Del padre y la madre le viene esa fascinación por la memoria y por los viajes. De niña, se sentaba feliz en la sala de su casa y miraba con un peculiar placer las diapositivas que su padre ponía en el proyector cuando de regreso de algún viaje por el mundo (Grecia, Roma, Egipto) el arquitecto Ramón Torres compartía con sus hijos la emoción de recorrer de nuevo esos edificios del pasado, dándoles clases a domicilio y gratuitas. Me gusta saber que Paloma que ha viajado tanto y en las más inverosímiles condiciones no volvió a sentir el placer de aquellos otros “viajes” hechos a través de las palabras de su papá. “La primera vez que estuve en el Coliseo romano pese a lo imponente del lugar sentí que algo me faltaba. Era el sonido del proyector, ese trac trac que acompañaba como música de fondo la película”. De esa generación de arquitectos, pintores, escultores, escritores (su madre, Dolores Estrada, es también creadora de mundos hechos con palabras) que quiso ver los rasgos únicos de nuestro país, Paloma conserva el interés por reinterpretar la tradición en un arte que siendo contemporáneo se presenta como un contradiscurso al mundo industrializado.
No creo que exista una escultora mexicana que haya hablado tanto y con tanta precisión sobre los cambios de esta ciudad (y, en última instancia, de las grandes ciudades) como Paloma Torres.
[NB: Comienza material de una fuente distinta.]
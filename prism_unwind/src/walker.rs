//! Cross-tier stack walking.
//!
//! The walk runs in two layers:
//!
//! 1. [`FrameWalker::walk`] steps the physical stack, classifies every
//!    frame, drops foreign frames and splices generator resumers in place
//!    of a generator's physical caller.
//! 2. [`PythonStackExtractor`] turns that stream into logical Python
//!    frames, dropping the shadow copies that deoptimization and OSR leave
//!    behind.
//!
//! ```text
//!   physical                      logical
//!   ────────────────────────      ─────────────────
//!   Compiled  f (osr)        ──►  f
//!   Interpreted f (entered osr)   (dropped)
//!   Foreign   runtime             (skipped)
//!   DeoptTrampoline               (marker)
//!   Interpreted g (shadow)        (dropped)
//!   Interpreted g             ──► g
//!   GeneratorEntry  ── splice ──► resumer frames...
//! ```

use crate::classify::{FrameClassifier, FrameKind};
use crate::cursor::StackCursor;
use crate::error::{Result, UnwindError};
use crate::frame::PythonFrame;
use crate::hooks::RuntimeHooks;
use crate::registers::CALLEE_SAVED;
use crate::traceback::{Traceback, TracebackEntry};

// =============================================================================
// Visit Protocol
// =============================================================================

/// Whether a walk should continue after a frame.
#[derive(Debug, Clone, Copy, PartialEq, Eq)]
pub enum FrameVisit {
    Continue,
    Stop,
}

/// One interesting physical frame.
#[derive(Debug, Clone)]
pub enum WalkEvent {
    /// A frame owned by Python code.
    Python(PythonFrame),
    /// The deoptimization trampoline; the next Python frame is a shadow.
    DeoptTrampoline { ip: u64, bp: u64 },
}

/// Build the Python frame for the cursor's current position, if the
/// classification says it is one.
pub fn capture_frame<C: StackCursor + ?Sized>(cursor: &C, kind: &FrameKind) -> Option<PythonFrame> {
    match kind {
        FrameKind::Compiled(region) => {
            let regs = cursor.registers();
            if log::log_enabled!(log::Level::Trace) {
                let missing = CALLEE_SAVED
                    .iter()
                    .filter(|&&r| !regs.is_available(r))
                    .count();
                if missing > 0 {
                    log::trace!(
                        "{missing} callee-saved registers unavailable at {:#x}",
                        cursor.ip()
                    );
                }
            }
            Some(PythonFrame::Compiled {
                region: region.clone(),
                ip: cursor.ip(),
                bp: cursor.bp(),
                sp: cursor.sp(),
                regs,
            })
        }
        FrameKind::Interpreted => Some(PythonFrame::Interpreted {
            ip: cursor.ip(),
            bp: cursor.bp(),
        }),
        _ => None,
    }
}

// =============================================================================
// PythonStackExtractor
// =============================================================================

/// Single-pass filter from physical events to logical Python frames.
#[derive(Debug, Clone, Default)]
pub struct PythonStackExtractor {
    skip_next: bool,
}

impl PythonStackExtractor {
    pub fn new() -> Self {
        Self::default()
    }

    /// Feed one event; returns the logical frame it yields, if any.
    pub fn accept(&mut self, event: WalkEvent) -> Option<PythonFrame> {
        match event {
            WalkEvent::DeoptTrampoline { .. } => {
                self.skip_next = true;
                None
            }
            WalkEvent::Python(frame) => {
                if std::mem::take(&mut self.skip_next) {
                    log::trace!("dropping shadow frame {frame:?}");
                    return None;
                }
                // The interpreter frame that entered OSR is the same
                // logical frame as this one.
                self.skip_next = frame.is_osr();
                Some(frame)
            }
        }
    }
}

// =============================================================================
// FrameWalker
// =============================================================================

/// Drives a [`StackCursor`] across tiers.
pub struct FrameWalker<'a, H: ?Sized> {
    classifier: &'a FrameClassifier,
    hooks: &'a H,
    max_depth: usize,
}

impl<'a, H: RuntimeHooks + ?Sized> FrameWalker<'a, H> {
    pub fn new(classifier: &'a FrameClassifier, hooks: &'a H, max_depth: usize) -> Self {
        Self {
            classifier,
            hooks,
            max_depth,
        }
    }

    /// Step the physical stack, splicing through generator entries.
    pub fn walk<C, F>(&self, cursor: &mut C, mut visit: F) -> Result<()>
    where
        C: StackCursor + ?Sized,
        F: FnMut(WalkEvent) -> FrameVisit,
    {
        let classifier = self.classifier.pin();
        let mut depth = 0usize;
        let mut advance = true;
        loop {
            if advance && !cursor.step()? {
                return Ok(());
            }
            advance = true;

            depth += 1;
            if depth > self.max_depth {
                return Err(UnwindError::WalkTooDeep(self.max_depth));
            }

            let kind = classifier.classify(cursor.lookup_pc());
            log::trace!(
                "walk frame {depth}: ip={:#x} bp={:#x} {kind:?}",
                cursor.ip(),
                cursor.bp()
            );

            let event = match kind {
                FrameKind::GeneratorEntry => {
                    let bp = cursor.bp();
                    let context = self
                        .hooks
                        .generator_return_context(bp)
                        .ok_or(UnwindError::MissingReturnContext { bp })?;
                    cursor.reanchor(context)?;
                    advance = false;
                    continue;
                }
                FrameKind::DeoptTrampoline => WalkEvent::DeoptTrampoline {
                    ip: cursor.ip(),
                    bp: cursor.bp(),
                },
                FrameKind::Foreign => continue,
                ref python => match capture_frame(&*cursor, python) {
                    Some(frame) => WalkEvent::Python(frame),
                    None => continue,
                },
            };

            if visit(event) == FrameVisit::Stop {
                return Ok(());
            }
        }
    }

    /// Visit every logical Python frame, innermost first.
    pub fn for_each_frame<C, F>(&self, cursor: &mut C, mut visit: F) -> Result<()>
    where
        C: StackCursor + ?Sized,
        F: FnMut(&PythonFrame) -> FrameVisit,
    {
        let mut extractor = PythonStackExtractor::new();
        self.walk(cursor, |event| match extractor.accept(event) {
            Some(frame) => visit(&frame),
            None => FrameVisit::Continue,
        })
    }

    /// Traceback of the stack as it stands, one line per logical frame.
    pub fn current_traceback<C>(&self, cursor: &mut C) -> Result<Traceback>
    where
        C: StackCursor + ?Sized,
    {
        let mut traceback = Traceback::new();
        self.for_each_frame(cursor, |frame| {
            if let Some(info) = self.hooks.frame_info(frame) {
                let statement = self.hooks.current_statement(frame);
                traceback.push(TracebackEntry::new(&info, statement));
            }
            FrameVisit::Continue
        })?;
        Ok(traceback)
    }
}

// =============================================================================
// Tests
// =============================================================================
Su obra es un intenso recorrido por la vida de una generación que sólo se explica a partir de lo urbano; de su momento más habitable, sí, pero también de su atroz deterioro.
Ambas hemos mirado muchas etapas del cambio de la ciudad desde el balcón de su taller o desde mi terraza. Hemos visto crecer el amasijo de cables y poblarse los muros de grafitti; hemos oído misas enteras en megáfono estando en su casa (y fuera de la iglesia); vimos la construcción del Segundo Piso del Periférico. La he visto ir a fotografiar en helicóptero el Bordo de Xochiaca, ese colosal vertedero donde se tiran 12 mil toneladas de basura al día e ir a fotografiar el subsuelo de la ciudad en la construcción de la nueva línea del Metro. Hemos compartido un crecer y un transformarnos, lo mismo que la ciudad, en el tiempo.
En México, todos aspiran a “tener casa propia” y a “echarle un segundo piso”. Estando ambas frente a un edificio cuyas varillas oxidadas sobresalen de la azotea le pregunto: “¿Tú tienes un relato que defina esta ciudad, que hasta hace poco era el Defe?” Paloma da una calada a su cigarro y mientras saca el humo señala las varillas del edificio y me dice, convencida: “Sí, México no debería ser la ciudad de los Palacios; debería ser la ciudad de los castillos”.